How to Write a Killer CV
As we enter into 2023, many of us will be considering our career options and be thinking about that next move. The start of a new year, often triggers this desire for progression, a new challenge or perhaps a change of direction.
Whether you have already seen a new position you want to apply for, or you are just beginning to explore what is out there, a refresh of your CV is always a great place to start. The process in itself enables you to reflect on more recent achievements and new responsibilities, allowing you to see opportunities you hadn’t previously considered.
Whilst it’s essential that you always tailor your CV to each role that you apply for (this applies to your covering letter too!), having a solid and up to date CV to work from will save time in the future and make the whole process much easier.
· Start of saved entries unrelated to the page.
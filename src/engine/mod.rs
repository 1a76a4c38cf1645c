//! Scan-engine supervision: launching the external scanner and updater,
//! streaming their output, and racing exit against timeout and cancellation.

/// Cooperative cancellation token.
pub mod cancel;
/// Output line classification and summary parsing.
pub mod classify;
/// Chunk-to-line reassembly.
pub mod lines;
/// Scan and update results, runner errors.
pub mod outcome;
/// Progress reporting trait.
pub mod reporter;
/// Process launch and supervision.
pub mod runner;

pub use cancel::CancelToken;
pub use outcome::{
    AbortReason, RunnerError, ScanFailure, ScanOutcome, ScanStatus, UpdateOutcome, UpdateStatus,
};
pub use reporter::{ProgressReporter, SilentReporter};
pub use runner::{EngineCommand, ScanRequest, run_database_update, run_external_scan};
Drawing upon the extensive experience of our VWA Recruitment Consultants, we have put together our ultimate guide to writing a killer CV that will enable you to stand out from the crowd.
Make life easy for your potential employer
Put yourself in the shoes of the potential recruiter and take time to assess whether the information you’ve included is truly relevant and valuable. Imagine the process of going through a large pile of CVs and remember that they are likely to be skim-reading just to get through them all! Ensure your CV is succinct, clear to read and well formatted so that they can pick out your key selling points easily.
What should I include in my CV?
Don’t forget to include your contact details – email and telephone number. Have this information clearly written at the top of every page. Address, date of birth and photo are not necessary.
Whilst not essential, a short and punchy personal statement can be a great way to stand out and grab attention by highlighting your strengths and demonstrate your suitability for the role. Keep it to 1-2 sentences maximum and avoid overused terms such as ‘great communicator’, ‘highly organised’ and ‘proactive’.
List out all of your relevant work experience, including your job title, name of the organisation, time you were in the role and a brief, bulleted description of key responsibilities. This should be chronological, with your most recent experience at the top. Adding the logos of companies you have worked for brings colour to your CV and is a great way to draw the eye, especially if you have worked for some well-known companies.
Education and Achievements
Use this section to list out all of your educational experience and give details of the qualifications, grades and the date you were awarded them.
This section is also a good place to list out relevant skills and achievements, be it at work or within your education. Take time to reflect on how these would be relevant to the role you are applying for.
Consider the level of detail based on the current stage of your career. For example, if you are just starting out as a graduate, you will need to focus more effort and attention on this section to enable potential employers to see how you have gained the relevant strengths and skills within an educational setting.
If you have a full, clean driving licence, don’t forget to add it here too.
Hobbies and Interests
Again, before you write anything here, consider its relevance to the position you are applying for. Do not feel compelled to add hobbies or interests you have unless you can make a clear association. Adding ‘I love rock climbing’ to your CV is not going to make the difference between securing an interview or not!
Dos and don’ts to remember
- DO carefully consider your vocabulary and try to avoid over-used clichés such as ‘goal-driven’ and ‘highly motivated’. This is a tricky part of the process, but again, step into their shoes and try to read it as the employer
- DO proof-read (several times!). Spelling, grammar and punctuation must be absolutely on point
- DO consider your font carefully. Choose a nice, clear font that is easy to read and definitely avoid Comic Sans!
- DO use bullet points to list experience and skills. Long paragraphs will lose the reader very quickly
- DON’T waffle! Always re-read what you’ve written and review how you can make it more succinct
- DON’T include personal information beyond main contact details (mobile/email)
- DON’T write in the third person. YOU are telling the reader about YOUR experience
- DON’T overclaim skills such as languages – only state fluency if you really are!
Remember that your up to date CV is a base to work from and it is vital that you tailor your CV to each role that you apply for. Carefully read the job description and try to ensure that all the key elements are covered within your CV and covering letter.